Return each of the entries below word for word.
____
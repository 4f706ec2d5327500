//! Expression evaluation for the keypad.
//!
//! Rewrites percentages, evaluates the arithmetic and formats the result
//! for a fixed-width display. Parse failures never escape: they turn into
//! the error token.

use tracing::{debug, trace};

use super::format::{format_number, truncate_display};
use super::parser::{EvalError, eval_str};
use super::percentage::rewrite_percentages;

/// Text shown when an expression cannot be evaluated.
pub const ERROR_TOKEN: &str = "Error";

/// Longest result the display accepts before truncation.
pub const MAX_RESULT_LENGTH: usize = 22;

/// Result of evaluating a keypad expression.
#[derive(Clone, Debug, PartialEq)]
pub enum CalcResult {
    /// The expression evaluated to a number (possibly `Infinity` or `NaN`).
    Success {
        /// The original expression.
        expression: String,
        /// The numeric value.
        value: f64,
        /// Formatted and truncated for the display.
        display_result: String,
    },
    /// The expression could not be parsed.
    Error {
        /// The original expression.
        expression: String,
        /// Why parsing failed.
        error: EvalError,
        /// Error token to display.
        message: String,
    },
}

impl CalcResult {
    /// Get the expression that was evaluated.
    pub fn expression(&self) -> &str {
        match self {
            Self::Success { expression, .. } => expression,
            Self::Error { expression, .. } => expression,
        }
    }

    /// Check if this is a successful result.
    pub fn is_success(&self) -> bool {
        matches!(self, Self::Success { .. })
    }

    /// Get the display string (result or error token).
    pub fn display(&self) -> &str {
        match self {
            Self::Success { display_result, .. } => display_result,
            Self::Error { message, .. } => message,
        }
    }

    /// Get the numeric value (only for successful results).
    pub fn value(&self) -> Option<f64> {
        match self {
            Self::Success { value, .. } => Some(*value),
            Self::Error { .. } => None,
        }
    }
}

/// Evaluates expressions with a given display width and error token.
#[derive(Clone, Debug)]
pub struct Evaluator {
    max_result_length: usize,
    error_token: String,
}

impl Default for Evaluator {
    fn default() -> Self {
        Self::new(MAX_RESULT_LENGTH, ERROR_TOKEN)
    }
}

impl Evaluator {
    /// Create an evaluator that truncates results to `max_result_length`.
    pub fn new(max_result_length: usize, error_token: impl Into<String>) -> Self {
        Self {
            max_result_length,
            error_token: error_token.into(),
        }
    }

    /// Text shown for expressions that fail to parse.
    pub fn error_token(&self) -> &str {
        &self.error_token
    }

    /// Evaluate an expression into a structured result.
    pub fn evaluate_expression(&self, input: &str) -> CalcResult {
        let expression = input.to_string();
        let rewritten = rewrite_percentages(input);
        trace!(%expression, %rewritten, "rewrote percentages");

        let outcome = if rewritten.trim().is_empty() {
            Err(EvalError::Empty)
        } else {
            eval_str(&rewritten)
        };

        match outcome {
            Ok(value) => CalcResult::Success {
                expression,
                display_result: truncate_display(&format_number(value), self.max_result_length),
                value,
            },
            Err(error) => {
                debug!(%expression, %error, "evaluation failed");
                CalcResult::Error {
                    expression,
                    error,
                    message: self.error_token.clone(),
                }
            }
        }
    }

    /// Evaluate an expression straight to display text.
    pub fn evaluate(&self, input: &str) -> String {
        self.evaluate_expression(input).display().to_string()
    }
}

/// Evaluate an expression with the default display settings.
pub fn evaluate_expression(input: &str) -> CalcResult {
    Evaluator::default().evaluate_expression(input)
}

/// Evaluate an expression to display text with the default settings.
pub fn evaluate(input: &str) -> String {
    Evaluator::default().evaluate(input)
}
____
(Answer)
repository 4f706ec2d5327500
//! Expression evaluation for the keypad.
//!
//! Rewrites percentages, evaluates the arithmetic and formats the result
//! for a fixed-width display. Parse failures never escape: they turn into
//! the error token.

use tracing::{debug, trace};

use super::format::{format_number, truncate_display};
use super::parser::{EvalError, eval_str};
use super::percentage::rewrite_percentages;

/// Text shown when an expression cannot be evaluated.
pub const ERROR_TOKEN: &str = "Error";

/// Longest result the display accepts before truncation.
pub const MAX_RESULT_LENGTH: usize = 22;

/// Result of evaluating a keypad expression.
#[derive(Clone, Debug, PartialEq)]
pub enum CalcResult {
    /// The expression evaluated to a number (possibly `Infinity` or `NaN`).
    Success {
        /// The original expression.
        expression: String,
        /// The numeric value.
        value: f64,
        /// Formatted and truncated for the display.
        display_result: String,
    },
    /// The expression could not be parsed.
    Error {
        /// The original expression.
        expression: String,
        /// Why parsing failed.
        error: EvalError,
        /// Error token to display.
        message: String,
    },
}

impl CalcResult {
    /// Get the expression that was evaluated.
    pub fn expression(&self) -> &str {
        match self {
            Self::Success { expression, .. } => expression,
            Self::Error { expression, .. } => expression,
        }
    }

    /// Check if this is a successful result.
    pub fn is_success(&self) -> bool {
        matches!(self, Self::Success { .. })
    }

    /// Get the display string (result or error token).
    pub fn display(&self) -> &str {
        match self {
            Self::Success { display_result, .. } => display_result,
            Self::Error { message, .. } => message,
        }
    }

    /// Get the numeric value (only for successful results).
    pub fn value(&self) -> Option<f64> {
        match self {
            Self::Success { value, .. } => Some(*value),
            Self::Error { .. } => None,
        }
    }
}

/// Evaluates expressions with a given display width and error token.
#[derive(Clone, Debug)]
pub struct Evaluator {
    max_result_length: usize,
    error_token: String,
}

impl Default for Evaluator {
    fn default() -> Self {
        Self::new(MAX_RESULT_LENGTH, ERROR_TOKEN)
    }
}

impl Evaluator {
    /// Create an evaluator that truncates results to `max_result_length`.
    pub fn new(max_result_length: usize, error_token: impl Into<String>) -> Self {
        Self {
            max_result_length,
            error_token: error_token.into(),
        }
    }

    /// Text shown for expressions that fail to parse.
    pub fn error_token(&self) -> &str {
        &self.error_token
    }

    /// Evaluate an expression into a structured result.
    pub fn evaluate_expression(&self, input: &str) -> CalcResult {
        let expression = input.to_string();
        let rewritten = rewrite_percentages(input);
        trace!(%expression, %rewritten, "rewrote percentages");

        let outcome = if rewritten.trim().is_empty() {
            Err(EvalError::Empty)
        } else {
            eval_str(&rewritten)
        };

        match outcome {
            Ok(value) => CalcResult::Success {
                expression,
                display_result: truncate_display(&format_number(value), self.max_result_length),
                value,
            },
            Err(error) => {
                debug!(%expression, %error, "evaluation failed");
                CalcResult::Error {
                    expression,
                    error,
                    message: self.error_token.clone(),
                }
            }
        }
    }

    /// Evaluate an expression straight to display text.
    pub fn evaluate(&self, input: &str) -> String {
        self.evaluate_expression(input).display().to_string()
    }
}

/// Evaluate an expression with the default display settings.
pub fn evaluate_expression(input: &str) -> CalcResult {
    Evaluator::default().evaluate_expression(input)
}

/// Evaluate an expression to display text with the default settings.
pub fn evaluate(input: &str) -> String {
    Evaluator::default().evaluate(input)
}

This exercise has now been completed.